*Work to be completed*: From the data below, return the exact lines starting at the line containing "the requested update." and ending at the line containing "quantity is required", both included, and nothing else.

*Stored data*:
-------------------------

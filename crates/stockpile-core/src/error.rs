//! # Error Types
//!
//! Domain-specific error types for stockpile-core.
//!
//! ## Error Hierarchy
//! ```text
//! ┌─────────────────────────────────────────────────────────────────────────┐
//! │                         Error Types                                     │
//! │                                                                         │
//! │  stockpile-core errors (this file)                                     │
//! │  ├── CoreError        - Ledger rule violations                         │
//! │  └── ValidationError  - Input validation failures                      │
//! │                                                                         │
//! │  stockpile-db errors (separate crate)                                  │
//! │  ├── DbError          - Database operation failures                    │
//! │  ├── LedgerError      - CoreError ∪ DbError at the operation level     │
//! │  └── ApiError         - What the shell boundary sees (serialized)      │
//! │                                                                         │
//! │  Flow: ValidationError → CoreError → LedgerError → ApiError → Shell    │
//! └─────────────────────────────────────────────────────────────────────────┘
//! ```
//!
//! ## Design Principles
//! 1. Use `thiserror` for derive macros (not manual impl)
//! 2. Include context in error messages (item_no, available/requested)
//! 3. Errors are enum variants, never String

use thiserror::Error;

// =============================================================================
// Core Error
// =============================================================================

/// Ledger rule violations.
///
/// These errors represent business rule failures raised by the
/// reconciliation engine or the operations built on it. They should be
/// caught and translated to user-facing messages at the boundary.
#[derive(Debug, Error)]
pub enum CoreError {
    /// No ledger record exists for the given item number.
    #[error("Item not found: {0}")]
    ItemNotFound(i64),

    /// An issue would drive the item's balance negative.
    ///
    /// ## When This Occurs
    /// - Stock-out of more than the available balance
    /// - A checkout line requesting more than the item holds
    ///
    /// Carries the available vs. requested quantities so the caller can act
    /// on the shortfall.
    #[error("Insufficient stock for item {item_no}: available {available}, requested {requested}")]
    InsufficientStock {
        item_no: i64,
        available: i64,
        requested: i64,
    },

    /// A quantity operand is unusable for the requested update.
    ///
    /// ## When This Occurs
    /// - Zero or negative delta on receive/issue
    /// - Negative value where a non-negative quantity is required
    /// - A direct update whose resulting balance would be negative
    #[error("Invalid quantity for item {item_no}: {reason}")]
    InvalidQuantity { item_no: i64, reason: String },

    /// Checkout batch has exceeded the maximum allowed line items.
    #[error("Checkout cannot have more than {max} line items")]
    CheckoutTooLarge { max: usize },

    /// Validation error (wraps ValidationError).
    #[error("Validation error: {0}")]
    Validation(#[from] ValidationError),
}

impl CoreError {
    /// Creates an InvalidQuantity error.
    pub fn invalid_quantity(item_no: i64, reason: impl Into<String>) -> Self {
        CoreError::InvalidQuantity {
            item_no,
            reason: reason.into(),
        }
    }
}

// =============================================================================
// Validation Error
// =============================================================================

/// Input validation errors.
///
/// These errors occur when request input doesn't meet requirements.
/// Used for early validation before ledger logic runs.
#[derive(Debug, Error)]
pub enum ValidationError {
    /// A required field is missing or empty.
    #[error("{field} is required")]
    Required { field: String },

    /// Field value is too long.
    #[error("{field} must be at most {max} characters")]
    TooLong { field: String, max: usize },

    /// Value must be strictly positive.
    #[error("{field} must be positive")]
    MustBePositive { field: String },

    /// Value must not be negative.
    #[error("{field} must not be negative")]
    Negative { field: String },
}

impl ValidationError {
    /// Creates a Required error.
    pub fn required(field: impl Into<String>) -> Self {
        ValidationError::Required {
            field: field.into(),
        }
    }
}

// =============================================================================
// Result Type Alias
// =============================================================================

/// Convenience type alias for Results with CoreError.
pub type CoreResult<T> = Result<T, CoreError>;

// =============================================================================
// Unit Tests
// =============================================================================
impl ItemStatus {
    /// Classifies a balance against a minimum-stock threshold.
    ///
    /// `balance == min_stock` counts as low: the threshold is a reorder
    /// trigger, not a shortfall.
    pub const fn for_balance(balance: i64, min_stock: i64) -> ItemStatus {
        if balance <= 0 {
            ItemStatus::OutOfStock
        } else if balance <= min_stock {
            ItemStatus::LowInStock
        } else {
            ItemStatus::InStock
        }
    }

    /// Returns the display string.
    pub const fn as_str(&self) -> &'static str {
        match self {
            ItemStatus::OutOfStock => "Out Of Stock",
            ItemStatus::LowInStock => "Low In Stock",
            ItemStatus::InStock => "In Stock",
        }
    }
}

impl std::fmt::Display for ItemStatus {
    fn fmt(&self, f: &mut std::fmt::Formatter<'_>) -> std::fmt::Result {
        f.write_str(self.as_str())
    }
}

// =============================================================================
// Item
// =============================================================================

/// The ledger record for one stock-keeping unit.
///
/// `item_no` is assigned at creation and never reused. The descriptive
/// fields are opaque to the ledger logic; only the quantity pair is governed
/// by the reconciliation engine.
#[derive(Debug, Clone, Serialize, Deserialize, TS)]
#[ts(export)]
pub struct Item {
    /// Stable numeric identifier, assigned at creation.
    pub item_no: i64,

    /// Display name. Required, non-empty.
    pub item_name: String,

    /// Manufacturer or brand label.
    pub brand: String,

    /// Free-form category (e.g. "Consumable", "Hardware").
    pub item_type: String,

    /// Storage location (shelf, room, warehouse).
    pub location: String,

    /// Unit the quantities count in (pcs, box, liter, ...).
    pub unit_of_measure: String,

    /// Supplier name.
    pub supplier: String,

    /// Reference of the last purchase order that touched this item.
    pub last_po: String,

    /// Per-unit price in cents.
    pub price_per_unit_cents: i64,

    /// Reorder threshold; balances at or below it are flagged low.
    pub min_stock: i64,

    /// Cumulative received quantity.
    pub in_qty: i64,

    /// Cumulative issued quantity.
    pub out_qty: i64,

    /// When the item was created.
    #[ts(as = "String")]
    pub created_at: DateTime<Utc>,

    /// When the item was last updated.
    #[ts(as = "String")]
    pub updated_at: DateTime<Utc>,
}

impl Item {
    /// Current available stock.
    #[inline]
    pub const fn balance(&self) -> i64 {
        self.in_qty - self.out_qty
    }

    /// Returns the per-unit price as a Money type.
    #[inline]
    pub fn price(&self) -> Money {
        Money::from_cents(self.price_per_unit_cents)
    }

    /// Value of the stock on hand: `balance × price_per_unit`.
    #[inline]
    pub fn cost(&self) -> Money {
        self.price().multiply_quantity(self.balance())
    }

    /// Shortfall below the reorder threshold, zero when at or above it.
    #[inline]
    pub fn deficit(&self) -> i64 {
        (self.min_stock - self.balance()).max(0)
    }

    /// Stock level classification.
    #[inline]
    pub fn status(&self) -> ItemStatus {
        ItemStatus::for_balance(self.balance(), self.min_stock)
    }

    /// The quantity pair, as the reconciliation engine consumes it.
    #[inline]
    pub const fn quantities(&self) -> Quantities {
        Quantities {
            in_qty: self.in_qty,
            out_qty: self.out_qty,
        }
    }
}

// =============================================================================
// Item View
// =============================================================================

/// Full projection of an [`Item`] with the derived fields materialized.
///
/// This is the shape the shell boundary serializes to the UI. Building it
/// through `From<&Item>` is the only way to get one, so the derived fields
/// always agree with the quantities.
#[derive(Debug, Clone, Serialize, Deserialize, TS)]
#[ts(export)]
pub struct ItemView {
    pub item_no: i64,
    pub item_name: String,
    pub brand: String,
    pub item_type: String,
    pub location: String,
    pub unit_of_measure: String,
    pub supplier: String,
    pub last_po: String,
    pub price_per_unit_cents: i64,
    pub min_stock: i64,
    pub in_qty: i64,
    pub out_qty: i64,
    /// Derived: `in_qty - out_qty`.
    pub balance: i64,
    /// Derived: `balance × price_per_unit`, in cents.
    pub cost_cents: i64,
    /// Derived: `max(0, min_stock - balance)`.
    pub deficit: i64,
    /// Derived from balance and min_stock.
    pub item_status: ItemStatus,
    #[ts(as = "String")]
    pub created_at: DateTime<Utc>,
    #[ts(as = "String")]
    pub updated_at: DateTime<Utc>,
}

impl From<&Item> for ItemView {
    fn from(item: &Item) -> Self {
        ItemView {
            item_no: item.item_no,
            item_name: item.item_name.clone(),
            brand: item.brand.clone(),
            item_type: item.item_type.clone(),
            location: item.location.clone(),
            unit_of_measure: item.unit_of_measure.clone(),
            supplier: item.supplier.clone(),
            last_po: item.last_po.clone(),
            price_per_unit_cents: item.price_per_unit_cents,
            min_stock: item.min_stock,
            in_qty: item.in_qty,
            out_qty: item.out_qty,
            balance: item.balance(),
            cost_cents: item.cost().cents(),
            deficit: item.deficit(),
            item_status: item.status(),
            created_at: item.created_at,
            updated_at: item.updated_at,
        }
    }
}

// =============================================================================
// Item Input
// =============================================================================

/// Creation / full-update payload for an item.
///
/// Descriptive fields default to empty string / zero when omitted. `balance`
/// is the desired stock level: on create it becomes `in_qty` wholesale; on a
/// full update the cumulative `out_qty` is preserved and `in_qty` is
/// re-derived (any caller-supplied `in_qty` has no field here by design).
#[derive(Debug, Clone, Default, Serialize, Deserialize, TS)]
#[ts(export)]
pub struct ItemInput {
    /// Required, non-empty.
    pub item_name: String,
    #[serde(default)]
    pub brand: String,
    #[serde(default)]
    pub item_type: String,
    #[serde(default)]
    pub location: String,
    #[serde(default)]
    pub unit_of_measure: String,
    #[serde(default)]
    pub supplier: String,
    #[serde(default)]
    pub last_po: String,
    #[serde(default)]
    pub price_per_unit_cents: i64,
    #[serde(default)]
    pub min_stock: i64,
    /// Desired stock level. Must not be negative.
    #[serde(default)]
    pub balance: i64,
}

// =============================================================================
// Quantity Update
// =============================================================================

/// Sub-intent selector for the quantity-override operation.
#[derive(Debug, Clone, Copy, PartialEq, Eq, Serialize, Deserialize, TS)]
#[ts(export)]
#[serde(rename_all = "snake_case")]
pub enum UpdateType {
    /// Set the balance; `in_qty` is back-derived.
    SetBalance,
    /// Set the cumulative received quantity.
    AdjustIn,
    /// Set the cumulative issued quantity.
    AdjustOut,
}

/// Quantity-override payload.
///
/// `update_type` picks the sub-intent; when unspecified, the supplied subset
/// of fields is applied directly. At least one quantity field is required.
/// When `balance` is supplied on the direct path it wins over `in_qty`
/// (balance is primary, `in_qty` is back-derived from `out_qty + balance`).
#[derive(Debug, Clone, Copy, Default, Serialize, Deserialize, TS)]
#[ts(export)]
pub struct QuantityUpdate {
    #[serde(default)]
    pub update_type: Option<UpdateType>,
    #[serde(default)]
    pub in_qty: Option<i64>,
    #[serde(default)]
    pub out_qty: Option<i64>,
    #[serde(default)]
    pub balance: Option<i64>,
}

// =============================================================================
// Checkout
// =============================================================================

/// One decrement request inside a checkout batch.
#[derive(Debug, Clone, Copy, Serialize, Deserialize, TS)]
#[ts(export)]
pub struct CheckoutLine {
    pub item_no: i64,
    /// Units to issue. Must be strictly positive.
    pub quantity: i64,
}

-------------------------

*Problem solution*:
    /// A quantity operand is unusable for the requested update.
    ///
    /// ## When This Occurs
    /// - Zero or negative delta on receive/issue
    /// - Negative value where a non-negative quantity is required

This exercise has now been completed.